*Please note that the links to the content in this Part will direct you to Westlaw AU. If you are still using Legal Online, the links can be found in the LOLA PDF at the bottom of this post.

The latest issue of the Australian Intellectual Property Journal (Volume 23 Part 2) contains the following material:

EDITORIAL

Articles

Section 18 of the Designs Act 2003: The neglected copyright/design overlap provision – Janice Luck

This article critically analyses s 18 of the Designs Act 2003 (Cth). This section operates to limit the prior art base against which the newness and distinctiveness of certain designs based on artistic works protected by copyright are assessed.

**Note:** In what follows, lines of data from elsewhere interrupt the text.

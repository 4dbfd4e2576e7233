//! Copyright © 2025-2026 Wenze Wei. All Rights Reserved.
//!
//! This file is part of Zi.
//! The Zi project belongs to the Dunimd Team.
//!
//! Licensed under the Apache License, Version 2.0 (the "License");
//! You may not use this file except in compliance with the License.
//! You may obtain a copy of the License at
//!
//!     http://www.apache.org/licenses/LICENSE-2.0
//!
//! Unless required by applicable law or agreed to in writing, software
//! distributed under the License is distributed on an "AS IS" BASIS,
//! WITHOUT WARRANTIES OR CONDITIONS OF ANY KIND, either express or implied.
//! See the License for the specific language governing permissions and
//! limitations under the License.


//! # Zi Wrangle Library
//!
//! Recipe compiler and row-transformation engine for the Zi framework.
//! A recipe is a straight-line list of directive statements such as
//! `flatten :items` or `aggregate-stats :size :time :mb :s size_unit:MB`.
//! It is compiled into fresh directive instances and then drives batches of
//! rows through them.
//!
//! ## Module Overview
//!
//! - **literal**: byte size and time duration literals
//! - **token**: typed argument values and the bound argument bag
//! - **dsl**: recipe tokenizer, parser, usage definitions, binder and compiler
//! - **directive**: the directive contract and execution context
//! - **directives**: built-in directives
//! - **registry**: name to factory mapping with aliases and exclusions
//! - **pipeline**: compiled recipes, per-execution pipelines and the runner
//! - **store**: per-execution transient state scoped by statement
//! - **lineage**: column-level mutation records composed per recipe
//! - **record**: the row data model
//! - **config**: engine configuration from JSON or YAML
//! - **log**: `log` facade backend with console and file handlers
//!
//! ## Feature Flags
//!
//! - `parallel`: runs independent executions concurrently with Rayon
//! - `full`: enables all features (default)
//!
//! ## Quick Start
//!
//! ```rust
//! use zi_wrangle::{ZiRecipeRunner, ZiRow, ZiValue};
//!
//! let runner = ZiRecipeRunner::new("flatten :items");
//! let rows = vec![ZiRow::new()
//!     .with("id", 7)
//!     .with("items", ZiValue::Array(vec![1.into(), 2.into()]))];
//! let out = runner.run(rows).unwrap();
//! assert_eq!(out.len(), 2);
//! ```
//!
//! ## Error Handling
//!
//! All operations return `Result<T, ZiError>`. Compile failures carry every
//! syntax error found in the recipe; execution failures name the directive.

pub mod config;
pub mod directive;
pub mod directives;
pub mod dsl;
pub mod errors;
pub mod lineage;
pub mod literal;
pub mod log;
pub mod pipeline;
pub mod record;
pub mod registry;
pub mod store;
pub mod token;

pub use config::ZiEngineConfig;
pub use directive::{ZiDirective, ZiDirectiveState, ZiExecutorContext, ZiRowIssue};
pub use dsl::{ZiRecipeCompiler, ZiRecipeParser, ZiUsageDefinition};
pub use errors::{Result, ZiCompileErrors, ZiError, ZiSyntaxError};
pub use lineage::{ZiLineageGraph, ZiMutation};
pub use literal::{ZiByteSize, ZiByteUnit, ZiTimeDuration, ZiTimeUnit};
pub use pipeline::{ZiPipelinePhase, ZiRecipe, ZiRecipePipeline, ZiRecipeRunner};
pub use record::{ZiRow, ZiRowBatch, ZiValue};
pub use registry::{ZiDirectiveEntry, ZiDirectiveRegistry};
pub use store::{ZiScopedStore, ZiStoreScope, ZiTransientStore};
pub use token::{ZiArguments, ZiToken, ZiTokenType};
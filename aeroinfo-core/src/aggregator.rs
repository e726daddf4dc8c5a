//! Place lookup followed by a concurrent weather/elevation fan-out.
//!
//! Geocoding is a hard prerequisite: if it fails the lookup ends there with a
//! single recorded error. Otherwise both sub-lookups run side by side against
//! the resolved coordinate and each settles independently into either a value
//! or an error tagged with its source.

use reqwest::Client;
use std::{sync::Arc, time::Duration};
use tokio::{sync::mpsc::UnboundedSender, time};
use tracing::{debug, info, instrument, warn};

use crate::{
    config::Config,
    error::{EnrichError, ErrorRecord, LookupSource},
    model::{ElevationSample, EnrichmentResult, PlaceQuery, ResolvedLocation, WeatherSnapshot},
    provider::{
        ElevationProvider, GeoProvider, OpenCageProvider, OpenElevationProvider,
        OpenWeatherProvider, Provider, ProviderId, WeatherProvider,
    },
};

const CONNECT_TIMEOUT: Duration = Duration::from_secs(5);

/// Upper bound for each stage of a lookup.
#[derive(Debug, Clone, Copy, PartialEq, Eq)]
pub struct StageTimeouts {
    pub geocoding: Duration,
    pub weather: Duration,
    pub elevation: Duration,
}

impl StageTimeouts {
    pub fn uniform(limit: Duration) -> Self {
        Self {
            geocoding: limit,
            weather: limit,
            elevation: limit,
        }
    }

    pub fn for_source(&self, source: LookupSource) -> Duration {
        match source {
            LookupSource::Geocoding => self.geocoding,
            LookupSource::Weather => self.weather,
            LookupSource::Elevation => self.elevation,
        }
    }
}

impl Default for StageTimeouts {
    fn default() -> Self {
        Self::uniform(Duration::from_secs(10))
    }
}

/// Progress of a single lookup, in the order it happens.
#[derive(Debug, Clone, PartialEq)]
pub enum LookupEvent {
    Locating,
    Located(ResolvedLocation),
    /// Geocoding failed; nothing else will be attempted.
    Failed(ErrorRecord),
    WeatherSettled(Result<WeatherSnapshot, ErrorRecord>),
    ElevationSettled(Result<ElevationSample, ErrorRecord>),
    Finished(EnrichmentResult),
}

#[derive(Debug, Clone)]
pub struct Aggregator {
    geo: Arc<GeoProvider>,
    weather: Arc<WeatherProvider>,
    elevation: Arc<ElevationProvider>,
    timeouts: StageTimeouts,
}

impl Aggregator {
    pub fn new(
        geo: Arc<GeoProvider>,
        weather: Arc<WeatherProvider>,
        elevation: Arc<ElevationProvider>,
    ) -> Self {
        Self {
            geo,
            weather,
            elevation,
            timeouts: StageTimeouts::default(),
        }
    }

    pub fn with_timeouts(mut self, timeouts: StageTimeouts) -> Self {
        self.timeouts = timeouts;
        self
    }

    pub fn timeouts(&self) -> StageTimeouts {
        self.timeouts
    }

    /// Build the HTTP-backed providers from configuration.
    pub fn from_config(config: &Config) -> Result<Self, EnrichError> {
        let geo_key = config.require_api_key(ProviderId::OpenCage)?.to_string();
        let weather_key = config.require_api_key(ProviderId::OpenWeather)?.to_string();

        let http = Client::builder()
            .connect_timeout(CONNECT_TIMEOUT)
            .user_agent(concat!("aeroinfo/", env!("CARGO_PKG_VERSION")))
            .build()
            .map_err(|e| EnrichError::configuration(format!("Failed to build HTTP client: {e}")))?;

        let geo = OpenCageProvider::with_base_url(
            geo_key,
            config.base_url(ProviderId::OpenCage),
            http.clone(),
        );
        let weather = OpenWeatherProvider::with_base_url(
            weather_key,
            config.base_url(ProviderId::OpenWeather),
            http.clone(),
        );
        let elevation =
            OpenElevationProvider::with_base_url(config.base_url(ProviderId::OpenElevation), http);

        let timeouts = StageTimeouts {
            geocoding: config.timeout(ProviderId::OpenCage),
            weather: config.timeout(ProviderId::OpenWeather),
            elevation: config.timeout(ProviderId::OpenElevation),
        };

        Ok(Self::new(Arc::new(geo), Arc::new(weather), Arc::new(elevation)).with_timeouts(timeouts))
    }

    /// Resolve `query` and enrich it with weather and elevation.
    ///
    /// Only a blank query is an `Err`; every provider failure is recorded in
    /// the returned result instead.
    pub async fn resolve(&self, query: &str) -> Result<EnrichmentResult, EnrichError> {
        self.run(query, None).await
    }

    /// Same as [`Aggregator::resolve`], reporting progress on `events` as it happens.
    ///
    /// A closed receiver doesn't stop the lookup.
    pub async fn resolve_observed(
        &self,
        query: &str,
        events: &UnboundedSender<LookupEvent>,
    ) -> Result<EnrichmentResult, EnrichError> {
        self.run(query, Some(events)).await
    }

    #[instrument(skip_all, fields(query = %query))]
    async fn run(
        &self,
        query: &str,
        events: Option<&UnboundedSender<LookupEvent>>,
    ) -> Result<EnrichmentResult, EnrichError> {
        let emit = |event: LookupEvent| {
            if let Some(tx) = events {
                let _ = tx.send(event);
            }
        };

        let query = PlaceQuery::new(query)?;
        info!("Resolving place");
        emit(LookupEvent::Locating);

        let location = match self.bounded(&*self.geo, &query, LookupSource::Geocoding).await {
            Ok(location) => location,
            Err(err) => {
                warn!(error = %err, "Geocoding failed");
                let result = EnrichmentResult::geocoding_failed(&query, &err);
                emit(LookupEvent::Failed(result.errors[0].clone()));
                emit(LookupEvent::Finished(result.clone()));
                return Ok(result);
            }
        };

        let at = location.coordinate;
        debug!(%at, address = %location.formatted_address, "Located");
        emit(LookupEvent::Located(location.clone()));

        let weather = async {
            let outcome = self.bounded(&*self.weather, &at, LookupSource::Weather).await;
            emit(LookupEvent::WeatherSettled(settled(LookupSource::Weather, &outcome)));
            outcome
        };
        let elevation = async {
            let outcome = self.bounded(&*self.elevation, &at, LookupSource::Elevation).await;
            emit(LookupEvent::ElevationSettled(settled(LookupSource::Elevation, &outcome)));
            outcome
        };

        let (weather, elevation) = tokio::join!(weather, elevation);

        let result = EnrichmentResult::enriched(&query, location, weather, elevation);
        info!(status = ?result.status(), errors = result.errors.len(), "Resolved place");
        emit(LookupEvent::Finished(result.clone()));

        Ok(result)
    }

    /// Run one provider call under the stage's time limit.
    async fn bounded<P>(
        &self,
        provider: &P,
        input: &P::Input,
        source: LookupSource,
    ) -> Result<P::Output, EnrichError>
    where
        P: Provider + ?Sized,
    {
        let limit = self.timeouts.for_source(source);

        let outcome = match time::timeout(limit, provider.fetch(input)).await {
            Ok(outcome) => outcome,
            Err(_) => Err(EnrichError::Timeout {
                provider: provider.name().to_string(),
                after: limit,
            }),
        };

        if let Err(err) = &outcome {
            if source != LookupSource::Geocoding {
                warn!(%source, provider = provider.name(), error = %err, "Sub-lookup failed");
            }
        }

        outcome
    }
}

fn settled<T: Clone>(
    source: LookupSource,
    outcome: &Result<T, EnrichError>,
) -> Result<T, ErrorRecord> {
    outcome.clone().map_err(|err| ErrorRecord::new(source, &err))
}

Section 18 together with ss 75 and 77 of the Copyright Act 1968 (Cth) are copyright/design overlap provisions, ie, provisions regulating the borderline in Australia between copyright law and designs law when artistic works are commercially exploited as industrial designs. However, there is considerable uncertainty as to the meaning and scope of many parts of s 18, a situation which has been aggravated by legislative failures to amend s 18 when s 77 of the Copyright Act has been amended. This article traces the history of s 18, undertakes a detailed analysis of the provisions in the section and makes recommendations for amendment of its provisions and for changes or at least clarification to parts of the Designs Examiners’ Manual of Practice and Procedure.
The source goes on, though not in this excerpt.